Hundreds of people quarantined for observation for coronavirus are staring at huge bills following the directive extending their stay for another 14 days.
Among them is a family of five that is putting up at Pride Inn, a four-star hotel in Nairobi’s Westlands hub, whose bill has already hit Sh400,000.
Continued forced stay means the bill would double for the three rooms occupied by the family.
Extension of the quarantine period is linked to a supposed failure to observe the strict rules to avoid infection from the confirmed patients who have since been moved to hospital.
At the heart of the concerns is the failure by the observing medics in enforcing social distancing rules while unfairly punishing the diligent ones who followed the guidelines.

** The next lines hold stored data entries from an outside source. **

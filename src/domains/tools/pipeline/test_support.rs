//! Test fixtures shared by the pipeline, registry and server tests.

use std::io::{BufRead, BufReader, Write};
use std::net::{TcpListener, TcpStream};
use std::sync::Mutex;
use std::thread::{self, JoinHandle};
use std::time::Duration;

use super::executor::RequestExecutor;
use super::outcome::{RawResponse, TransportFailure};
use super::request::ApiRequest;

/// Executor that records requests and replays a canned result.
pub struct MockExecutor {
    result: Result<RawResponse, TransportFailure>,
    requests: Mutex<Vec<ApiRequest>>,
}

impl MockExecutor {
    pub fn new(result: Result<RawResponse, TransportFailure>) -> Self {
        Self {
            result,
            requests: Mutex::new(Vec::new()),
        }
    }

    pub fn responding(status: u16, body: &str) -> Self {
        Self::new(Ok(RawResponse::new(status, body)))
    }

    pub fn failing(failure: TransportFailure) -> Self {
        Self::new(Err(failure))
    }

    pub fn calls(&self) -> usize {
        self.requests.lock().unwrap().len()
    }

    pub fn requests(&self) -> Vec<ApiRequest> {
        self.requests.lock().unwrap().clone()
    }
}

impl RequestExecutor for MockExecutor {
    fn execute(&self, request: &ApiRequest) -> Result<RawResponse, TransportFailure> {
        self.requests.lock().unwrap().push(request.clone());
        self.result.clone()
    }
}

/// Executor that panics on every call.
pub struct PanickingExecutor;

impl RequestExecutor for PanickingExecutor {
    fn execute(&self, _request: &ApiRequest) -> Result<RawResponse, TransportFailure> {
        panic!("boom")
    }
}

/// Local HTTP listener answering a fixed number of requests.
pub struct HttpFixture {
    pub base_url: String,
    handle: JoinHandle<Vec<String>>,
}

impl HttpFixture {
    /// Raw head of every request received, in arrival order.
    pub fn requests(self) -> Vec<String> {
        self.handle.join().unwrap()
    }

    /// Raw head of the single request received.
    pub fn request(self) -> String {
        self.requests().remove(0)
    }
}

/// Serve `times` requests with the same response.
pub fn serve(times: usize, status: u16, content_type: &str, body: &str) -> HttpFixture {
    let listener = TcpListener::bind("127.0.0.1:0").unwrap();
    let base_url = format!("http://{}", listener.local_addr().unwrap());
    let response = format!(
        "HTTP/1.1 {} Fixture\r\nContent-Type: {}\r\nContent-Length: {}\r\nConnection: close\r\n\r\n{}",
        status,
        content_type,
        body.len(),
        body
    );

    let handle = thread::spawn(move || {
        (0..times)
            .map(|_| {
                let (mut stream, _) = listener.accept().unwrap();
                let head = read_head(&stream);
                stream.write_all(response.as_bytes()).unwrap();
                stream.flush().unwrap();
                head
            })
            .collect()
    });

    HttpFixture { base_url, handle }
}

pub fn serve_once(status: u16, content_type: &str, body: &str) -> HttpFixture {
    serve(1, status, content_type, body)
}

/// Listener that accepts one connection and never answers.
pub fn silent_server() -> HttpFixture {
    let listener = TcpListener::bind("127.0.0.1:0").unwrap();
    let base_url = format!("http://{}", listener.local_addr().unwrap());

    let handle = thread::spawn(move || {
        let accepted = listener.accept();
        thread::sleep(Duration::from_secs(3));
        drop(accepted);
        Vec::new()
    });

    HttpFixture { base_url, handle }
}

/// Base URL of a port nothing listens on.
pub fn refused_base_url() -> String {
    let listener = TcpListener::bind("127.0.0.1:0").unwrap();
    let addr = listener.local_addr().unwrap();
    drop(listener);
    format!("http://{}", addr)
}

fn read_head(stream: &TcpStream) -> String {
    let mut reader = BufReader::new(stream);
    let mut head = String::new();
    loop {
        let mut line = String::new();
        if reader.read_line(&mut line).unwrap() == 0 || line == "\r\n" {
            break;
        }
        head.push_str(&line);
    }
    head
}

It also would raise major concerns whether the State should come in and subsidise the costs considering that these are unplanned expenses.
Shakir Yassin, whose family jetted into the country on March 23 after a visit to Ethiopia, is devastated by the soaring hotel bill. His family had to cut short the trip to make it home within the window allowed by the State for returning citizens.
“It is going to be quite costly for us. I am really hopeful that we would be allowed to go home today,” Yassin told The Standard on phone.
Daily cost for the three rooms is Sh28,000, an amount he said should have been more than sufficient to cater for police officers to ensure they self-quarantined in their home for the last two weeks.
He fears that the conditions at their hotel could actually be helping spread the virus, terming the facility as a “coronavirus incubation centre” rather than a hotel.
Yassin’s concerns are echoed by Bonface Ombui who is putting up at a nearby hotel that is also on the list approved by the State as an isolation facility.
Ombui retraces his anguish to the day when he landed at the Jomo Kenyatta International Airport after a business trip to Nigeria.
“We were all lumped into the National Youth Service bus, without social distancing and very poor ventilation,” he laments.
At his hotel, where two cases have since tested positive, the guests have been cleaning their rooms but still paying the full rate of Sh9,200.
“It is unfair that they would be charging us as if we are on holiday here while it is not our wish,” Ombui said.
Mutahi Kagwe, the Health Cabinet Secretary, has since directed that the guests in hotels would stay on for another two weeks, regardless of the results of a test scheduled for today.
Guests in Ombui’s hotel had earlier yesterday written an appeal to the CS complaining about the decision to extend the quarantine.
“What evidence do you have that we have not been complying by the MoH guidelines? From our understanding, the only way to disprove this statement is by testing all of us again,” they wrote to the CS.
Quarantine facilities where no one has tested positive are likely to have their subjects released within the week.